pub mod error;
pub mod model;
pub mod session;

pub use error::AppError;
pub use model::{
    CollectionInfo, DownloadMode, DownloadPlan, DownloadTarget, FailurePolicy, MediaInfo,
    ProgressEvent, ProgressPhase, ProgressUpdate, ReconcileReport, SessionOutcome,
    SessionReport, SessionResult, TargetOutcome,
};
pub use session::{Activity, SessionState};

++++++++

• **TASK TO COMPLETE**:
Starting at the line that contains "pub mod model;", copy each line exactly through the end of the listing above. Include that first line and the last one, and add nothing.

• **REPLY**:
pub mod model;
pub mod session;

pub use error::AppError;
pub use model::{
    CollectionInfo, DownloadMode, DownloadPlan, DownloadTarget, FailurePolicy, MediaInfo,
    ProgressEvent, ProgressPhase, ProgressUpdate, ReconcileReport, SessionOutcome,
    SessionReport, SessionResult, TargetOutcome,
};
pub use session::{Activity, SessionState};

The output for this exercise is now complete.